Obaseki seeks end to stereotypes that limit girl-child success in science, tech
The Edo State Governor, Mr. Godwin Obaseki has called for intensified efforts geared towards eliminating the long-standing biases and gender stereotypes, which have over the years limited the progress of girls and women in Science, Technology, Engineering and Mathematics (STEM) fields.
Governor Obaseki said this in commemoration of the 2020 International Day for Women and Girls in Science marked every February 11 by the United Nations (UN) Women.
Obaseki noted that bridging the gender gap in STEM disciplines is vital to achieving sustainable development in any country of the world.
The governor, however, celebrated innovative women who despite the gender biases and inequality, have broken new grounds in science and technology, commending them for braving the many cultural hurdles to stamp their names in history.
Obaseki said, “We must leverage this year’s International Day for Women and Girls in Science to honor our women who have contributed to the growth of science and technology across the globe, as well as educate young girls on its importance and encourage them to emulate such role models.

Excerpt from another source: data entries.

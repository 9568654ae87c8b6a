//! TCP server exposing the bridge routes.
//!
//! Accepts any number of controller connections up to a limit and answers
//! newline-delimited JSON requests on each of them. Every connection runs in
//! its own task with its own clone of the [`RpcHandler`], so a slow client
//! never holds up another; all of them meet at the state guard.
//!
//! ```text
//! Controller A ┐
//!              ├──> RpcServer ──> connection task ──> RpcHandler ──> StateGuard
//! Controller B ┘        │
//!                       └──> LinesCodec (framing)
//! ```
//!
//! # Example Usage
//!
//! ```no_run
//! use tagstream_reader::mock::MockReader;
//! use tagstream_rpc::{RpcServer, RpcServerConfig};
//! use tagstream_service::{Bridge, BridgeConfig};
//!
//! # async fn example() -> Result<(), Box<dyn std::error::Error>> {
//! let (reader, events) = MockReader::new();
//! let bridge = Bridge::new(reader, BridgeConfig::default());
//! let rpc = bridge.rpc();
//! let _handle = bridge.start(events);
//!
//! let server = RpcServer::bind(RpcServerConfig::default()).await?;
//! server.run(rpc).await?;
//! # Ok(())
//! # }
//! ```

use crate::protocol::{RpcReply, respond};
use futures::{SinkExt, StreamExt};
use serde_json::Value;
use std::net::{Ipv4Addr, SocketAddr};
use std::sync::Arc;
use thiserror::Error;
use tagstream_reader::ReaderDriver;
use tagstream_service::RpcHandler;
use tokio::net::{TcpListener, TcpStream};
use tokio::sync::{OwnedSemaphorePermit, Semaphore};
use tokio_util::codec::{Framed, LinesCodec, LinesCodecError};
use tracing::{debug, error, info, warn};

/// Longest request line accepted, in bytes.
///
/// A longer line gets one error reply and then the connection is closed.
pub const MAX_LINE_LENGTH: usize = 64 * 1024;

/// Configuration for the RPC server
///
/// # Example
///
/// ```
/// use tagstream_rpc::RpcServerConfig;
///
/// let config = RpcServerConfig {
///     bind_addr: "0.0.0.0:8080".parse().unwrap(),
///     max_connections: 16,
/// };
/// ```
#[derive(Debug, Clone, PartialEq, Eq)]
pub struct RpcServerConfig {
    /// Address to bind the server to
    pub bind_addr: SocketAddr,

    /// Maximum number of simultaneous connections
    pub max_connections: usize,
}

impl Default for RpcServerConfig {
    fn default() -> Self {
        Self {
            bind_addr: SocketAddr::from((Ipv4Addr::LOCALHOST, 8080)),
            max_connections: 64,
        }
    }
}

/// Errors that can occur during RPC server operations
#[derive(Debug, Error)]
pub enum RpcServerError {
    /// Failed to bind to address
    #[error("Failed to bind to {addr}: {source}")]
    BindFailed {
        addr: SocketAddr,
        #[source]
        source: std::io::Error,
    },

    /// Low-level I/O error
    #[error("IO error: {0}")]
    Io(#[from] std::io::Error),

    /// Framing error on a connection
    #[error("Codec error: {0}")]
    Codec(#[from] LinesCodecError),

    /// Reply could not be encoded
    #[error("Encode error: {0}")]
    Encode(#[from] serde_json::Error),
}

/// Result type alias for server operations.
pub type Result<T> = std::result::Result<T, RpcServerError>;

/// Newline-delimited JSON RPC server.
#[derive(Debug)]
pub struct RpcServer {
    listener: TcpListener,
    config: RpcServerConfig,
    slots: Arc<Semaphore>,
}

impl RpcServer {
    /// Bind the server to the configured address
    ///
    /// # Errors
    ///
    /// Returns [`RpcServerError::BindFailed`] if the address is in use or
    /// not permitted.
    pub async fn bind(config: RpcServerConfig) -> Result<Self> {
        let listener = TcpListener::bind(config.bind_addr)
            .await
            .map_err(|source| RpcServerError::BindFailed {
                addr: config.bind_addr,
                source,
            })?;

        info!(
            addr = %config.bind_addr,
            max_connections = config.max_connections,
            "RPC server listening"
        );

        Ok(Self {
            listener,
            slots: Arc::new(Semaphore::new(config.max_connections)),
            config,
        })
    }

    /// Actual bound address (useful with port 0).
    pub fn local_addr(&self) -> Result<SocketAddr> {
        Ok(self.listener.local_addr()?)
    }

    /// Accept connections forever, serving each on its own task.
    ///
    /// Returns only if the listener itself fails. Connections beyond
    /// `max_connections` are closed immediately.
    pub async fn run<D: ReaderDriver>(self, handler: RpcHandler<D>) -> Result<()> {
        loop {
            let (stream, addr) = self.listener.accept().await?;

            let Ok(permit) = Arc::clone(&self.slots).try_acquire_owned() else {
                warn!(
                    addr = %addr,
                    max_connections = self.config.max_connections,
                    "Connection rejected: maximum connections reached"
                );
                drop(stream);
                continue;
            };

            if let Err(e) = stream.set_nodelay(true) {
                warn!("Failed to set TCP_NODELAY for {}: {}", addr, e);
            }

            debug!(addr = %addr, "Controller connected");
            let handler = handler.clone();
            tokio::spawn(async move {
                match serve_connection(stream, handler, permit).await {
                    Ok(()) => debug!(addr = %addr, "Controller disconnected"),
                    Err(e) => error!(addr = %addr, error = %e, "Connection closed with error"),
                }
            });
        }
    }
}

/// Answer requests on one connection until the peer closes it.
///
/// An oversized line is answered with an error envelope, after which the
/// framed stream ends and the connection is dropped.
async fn serve_connection<D: ReaderDriver>(
    stream: TcpStream,
    handler: RpcHandler<D>,
    _permit: OwnedSemaphorePermit,
) -> Result<()> {
    let mut framed = Framed::new(stream, LinesCodec::new_with_max_length(MAX_LINE_LENGTH));

    while let Some(frame) = framed.next().await {
        let reply = match frame {
            Ok(line) if line.trim().is_empty() => continue,
            Ok(line) => respond(&handler, &line).await,
            Err(LinesCodecError::MaxLineLengthExceeded) => RpcReply::error(
                Value::Null,
                format!("Request exceeds {MAX_LINE_LENGTH} bytes"),
            ),
            Err(e) => return Err(e.into()),
        };

        framed.send(serde_json::to_string(&reply)?).await?;
    }

    Ok(())
}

“It is quite worrying that though women have made tremendous progresses towards increasing their participation in science related fields, they are still underrepresented as a result of gender biases or cultural stereotypes. This calls for all hands to be on deck to change the narrative. Globally, we need to do more and encourage our female children to strive to be the best in whatever they aspire to be, especially in science disciplines.”
The governor noted that apart from legislations aimed at protecting women and girls in the state, the Edo State Government has embarked on series of programmes targeted at empowering women at the Edo Innovation Hub and other projects under the Edo State Skills Development Agency (EdoJobs).
Governor Obaseki said his administration is committed to the education and protection of the girl-child, noting that holistic reforms in basic education would propel children in the state to realise their full potential.
He said” “We are very committed to basic education development in the state and have demonstrated this with the Edo Basic Education Sector Transformation (Edo-BEST) programme, which is yielding impressive results.
“Together with this, we have championed a campaign against those who abuse female children and deprive them of the opportunity to go to school and learn to better themselves.”
Governor Obaseki explained that the state government “is determined to ensure that the girl-child feels safe and confident to compete with her peers across the globe.
“This is why we are expanding the Edo-BEST programme to include more children in junior secondary schools so that more children will have the opportunity to learn from the improved pedagogy and digital approach to teaching.”